**What this task involves:** Give back each line below verbatim.

**Study material:**
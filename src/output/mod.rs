mod cli;
mod csv;
mod json;

pub use cli::{print_findings_table, print_summary};
pub use csv::{generate_csv_string, REPORT_HEADER};
pub use json::generate_json_string;

use crate::model::Report;
use anyhow::{Context, Result};
use std::path::{Path, PathBuf};

/// File format for the audit report
#[derive(Debug, Clone, Copy, PartialEq, Eq)]
pub enum ReportFormat {
    /// `Package,Version,Filename,Status,Repo,Path` rows
    Csv,
    /// The full report, including run metadata
    Json,
}

impl std::str::FromStr for ReportFormat {
    type Err = String;

    fn from_str(s: &str) -> Result<Self, Self::Err> {
        match s.to_lowercase().as_str() {
            "csv" => Ok(ReportFormat::Csv),
            "json" => Ok(ReportFormat::Json),
            _ => Err(format!("Unknown format: {}. Use 'csv' or 'json'", s)),
        }
    }
}

/// Format report to string for file output
pub fn format_report_to_string(report: &Report, format: ReportFormat) -> Result<String> {
    match format {
        ReportFormat::Csv => Ok(generate_csv_string(report)),
        ReportFormat::Json => generate_json_string(report),
    }
}

/// Writes the report and returns the path actually written.
///
/// Partial reports go next to the requested path with `.partial` before the
/// extension, so an interrupted run never masquerades as a complete one.
pub fn write_report(report: &Report, format: ReportFormat, path: &Path) -> Result<PathBuf> {
    let target = if report.is_partial() {
        partial_path(path)
    } else {
        path.to_path_buf()
    };

    let content = format_report_to_string(report, format)?;
    std::fs::write(&target, content)
        .with_context(|| format!("Failed to write report to {}", target.display()))?;
    Ok(target)
}

/// Checks that the report and its `.partial` sibling can be created at
/// `path`, so an unwritable target fails before any query is made.
///
/// Files that did not exist beforehand are removed again.
pub fn ensure_writable(path: &Path) -> Result<()> {
    for target in [path.to_path_buf(), partial_path(path)] {
        let existed = target.exists();
        std::fs::OpenOptions::new()
            .append(true)
            .create(true)
            .open(&target)
            .with_context(|| format!("Cannot write report to {}", target.display()))?;
        if !existed {
            let _ = std::fs::remove_file(&target);
        }
    }
    Ok(())
}

/// `report.csv` -> `report.partial.csv`; `report` -> `report.partial`.
pub fn partial_path(path: &Path) -> PathBuf {
    let stem = path
        .file_stem()
        .map(|s| s.to_string_lossy().into_owned())
        .unwrap_or_default();
    let name = match path.extension() {
        Some(ext) => format!("{}.partial.{}", stem, ext.to_string_lossy()),
        None => format!("{}.partial", stem),
    };
    path.with_file_name(name)
}

#[cfg(test)]
mod tests {
    use super::*;
    use crate::model::{Interruption, ReportRow, RowStatus};
    use std::str::FromStr;

    fn report() -> Report {
        Report::new(
            vec![ReportRow {
                package: "@foo/bar".into(),
                version: "1.0.0".into(),
                filename: "bar-1.0.0.tgz".into(),
                status: RowStatus::NotFound,
                repo: String::new(),
                path: String::new(),
            }],
            1,
            1,
        )
    }

    #[test]
    fn test_format_from_str() {
        assert_eq!(ReportFormat::from_str("CSV"), Ok(ReportFormat::Csv));
        assert_eq!(ReportFormat::from_str("json"), Ok(ReportFormat::Json));
        assert!(ReportFormat::from_str("xml").is_err());
    }

    #[test]
    fn test_partial_path() {
        assert_eq!(
            partial_path(Path::new("out/report.csv")),
            PathBuf::from("out/report.partial.csv")
        );
        assert_eq!(partial_path(Path::new("report")), PathBuf::from("report.partial"));
    }

    #[test]
    fn test_write_complete_report() {
        let dir = tempfile::tempdir().unwrap();
        let path = dir.path().join("report.csv");

        let written = write_report(&report(), ReportFormat::Csv, &path).unwrap();
        assert_eq!(written, path);
        let content = std::fs::read_to_string(&path).unwrap();
        assert_eq!(
            content,
            "Package,Version,Filename,Status,Repo,Path\n@foo/bar,1.0.0,bar-1.0.0.tgz,NOT_FOUND,,\n"
        );
    }

    #[test]
    fn test_write_partial_report() {
        let dir = tempfile::tempdir().unwrap();
        let path = dir.path().join("report.csv");
        let partial = report().with_interruption(Some(Interruption::Cancelled));

        let written = write_report(&partial, ReportFormat::Csv, &path).unwrap();
        assert_eq!(written, dir.path().join("report.partial.csv"));
        assert!(written.exists());
        assert!(!path.exists());
    }

    #[test]
    fn test_ensure_writable_missing_directory() {
        let dir = tempfile::tempdir().unwrap();
        let path = dir.path().join("missing").join("report.csv");

        let err = ensure_writable(&path).unwrap_err();
        assert!(err.to_string().contains("Cannot write report"));
    }

    #[test]
    fn test_ensure_writable_leaves_no_files() {
        let dir = tempfile::tempdir().unwrap();
        let path = dir.path().join("report.csv");

        ensure_writable(&path).unwrap();
        assert!(!path.exists());
        assert!(!dir.path().join("report.partial.csv").exists());
    }

    #[test]
    fn test_ensure_writable_keeps_existing_report() {
        let dir = tempfile::tempdir().unwrap();
        let path = dir.path().join("report.csv");
        std::fs::write(&path, "previous run\n").unwrap();

        ensure_writable(&path).unwrap();
        assert_eq!(std::fs::read_to_string(&path).unwrap(), "previous run\n");
    }
}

**Answer section:**
filename src/output/mod.rs
mod cli;
mod csv;
mod json;

pub use cli::{print_findings_table, print_summary};
pub use csv::{generate_csv_string, REPORT_HEADER};
pub use json::generate_json_string;

use crate::model::Report;
use anyhow::{Context, Result};
use std::path::{Path, PathBuf};

/// File format for the audit report
#[derive(Debug, Clone, Copy, PartialEq, Eq)]
pub enum ReportFormat {
    /// `Package,Version,Filename,Status,Repo,Path` rows
    Csv,
    /// The full report, including run metadata
    Json,
}

impl std::str::FromStr for ReportFormat {
    type Err = String;

    fn from_str(s: &str) -> Result<Self, Self::Err> {
        match s.to_lowercase().as_str() {
            "csv" => Ok(ReportFormat::Csv),
            "json" => Ok(ReportFormat::Json),
            _ => Err(format!("Unknown format: {}. Use 'csv' or 'json'", s)),
        }
    }
}

/// Format report to string for file output
pub fn format_report_to_string(report: &Report, format: ReportFormat) -> Result<String> {
    match format {
        ReportFormat::Csv => Ok(generate_csv_string(report)),
        ReportFormat::Json => generate_json_string(report),
    }
}

/// Writes the report and returns the path actually written.
///
/// Partial reports go next to the requested path with `.partial` before the
/// extension, so an interrupted run never masquerades as a complete one.
pub fn write_report(report: &Report, format: ReportFormat, path: &Path) -> Result<PathBuf> {
    let target = if report.is_partial() {
        partial_path(path)
    } else {
        path.to_path_buf()
    };

    let content = format_report_to_string(report, format)?;
    std::fs::write(&target, content)
        .with_context(|| format!("Failed to write report to {}", target.display()))?;
    Ok(target)
}

/// Checks that the report and its `.partial` sibling can be created at
/// `path`, so an unwritable target fails before any query is made.
///
/// Files that did not exist beforehand are removed again.
pub fn ensure_writable(path: &Path) -> Result<()> {
    for target in [path.to_path_buf(), partial_path(path)] {
        let existed = target.exists();
        std::fs::OpenOptions::new()
            .append(true)
            .create(true)
            .open(&target)
            .with_context(|| format!("Cannot write report to {}", target.display()))?;
        if !existed {
            let _ = std::fs::remove_file(&target);
        }
    }
    Ok(())
}

/// `report.csv` -> `report.partial.csv`; `report` -> `report.partial`.
pub fn partial_path(path: &Path) -> PathBuf {
    let stem = path
        .file_stem()
        .map(|s| s.to_string_lossy().into_owned())
        .unwrap_or_default();
    let name = match path.extension() {
        Some(ext) => format!("{}.partial.{}", stem, ext.to_string_lossy()),
        None => format!("{}.partial", stem),
    };
    path.with_file_name(name)
}

#[cfg(test)]
mod tests {
    use super::*;
    use crate::model::{Interruption, ReportRow, RowStatus};
    use std::str::FromStr;

    fn report() -> Report {
        Report::new(
            vec![ReportRow {
                package: "@foo/bar".into(),
                version: "1.0.0".into(),
                filename: "bar-1.0.0.tgz".into(),
                status: RowStatus::NotFound,
                repo: String::new(),
                path: String::new(),
            }],
            1,
            1,
        )
    }

    #[test]
    fn test_format_from_str() {
        assert_eq!(ReportFormat::from_str("CSV"), Ok(ReportFormat::Csv));
        assert_eq!(ReportFormat::from_str("json"), Ok(ReportFormat::Json));
        assert!(ReportFormat::from_str("xml").is_err());
    }

    #[test]
    fn test_partial_path() {
        assert_eq!(
            partial_path(Path::new("out/report.csv")),
            PathBuf::from("out/report.partial.csv")
        );
        assert_eq!(partial_path(Path::new("report")), PathBuf::from("report.partial"));
    }

    #[test]
    fn test_write_complete_report() {
        let dir = tempfile::tempdir().unwrap();
        let path = dir.path().join("report.csv");

        let written = write_report(&report(), ReportFormat::Csv, &path).unwrap();
        assert_eq!(written, path);
        let content = std::fs::read_to_string(&path).unwrap();
        assert_eq!(
            content,
            "Package,Version,Filename,Status,Repo,Path\n@foo/bar,1.0.0,bar-1.0.0.tgz,NOT_FOUND,,\n"
        );
    }

    #[test]
    fn test_write_partial_report() {
        let dir = tempfile::tempdir().unwrap();
        let path = dir.path().join("report.csv");
        let partial = report().with_interruption(Some(Interruption::Cancelled));

        let written = write_report(&partial, ReportFormat::Csv, &path).unwrap();
        assert_eq!(written, dir.path().join("report.partial.csv"));
        assert!(written.exists());
        assert!(!path.exists());
    }

    #[test]
    fn test_ensure_writable_missing_directory() {
        let dir = tempfile::tempdir().unwrap();
        let path = dir.path().join("missing").join("report.csv");

        let err = ensure_writable(&path).unwrap_err();
        assert!(err.to_string().contains("Cannot write report"));
    }

    #[test]
    fn test_ensure_writable_leaves_no_files() {
        let dir = tempfile::tempdir().unwrap();
        let path = dir.path().join("report.csv");

        ensure_writable(&path).unwrap();
        assert!(!path.exists());
        assert!(!dir.path().join("report.partial.csv").exists());
    }

    #[test]
    fn test_ensure_writable_keeps_existing_report() {
        let dir = tempfile::tempdir().unwrap();
        let path = dir.path().join("report.csv");
        std::fs::write(&path, "previous run\n").unwrap();

        ensure_writable(&path).unwrap();
        assert_eq!(std::fs::read_to_string(&path).unwrap(), "previous run\n");
    }
}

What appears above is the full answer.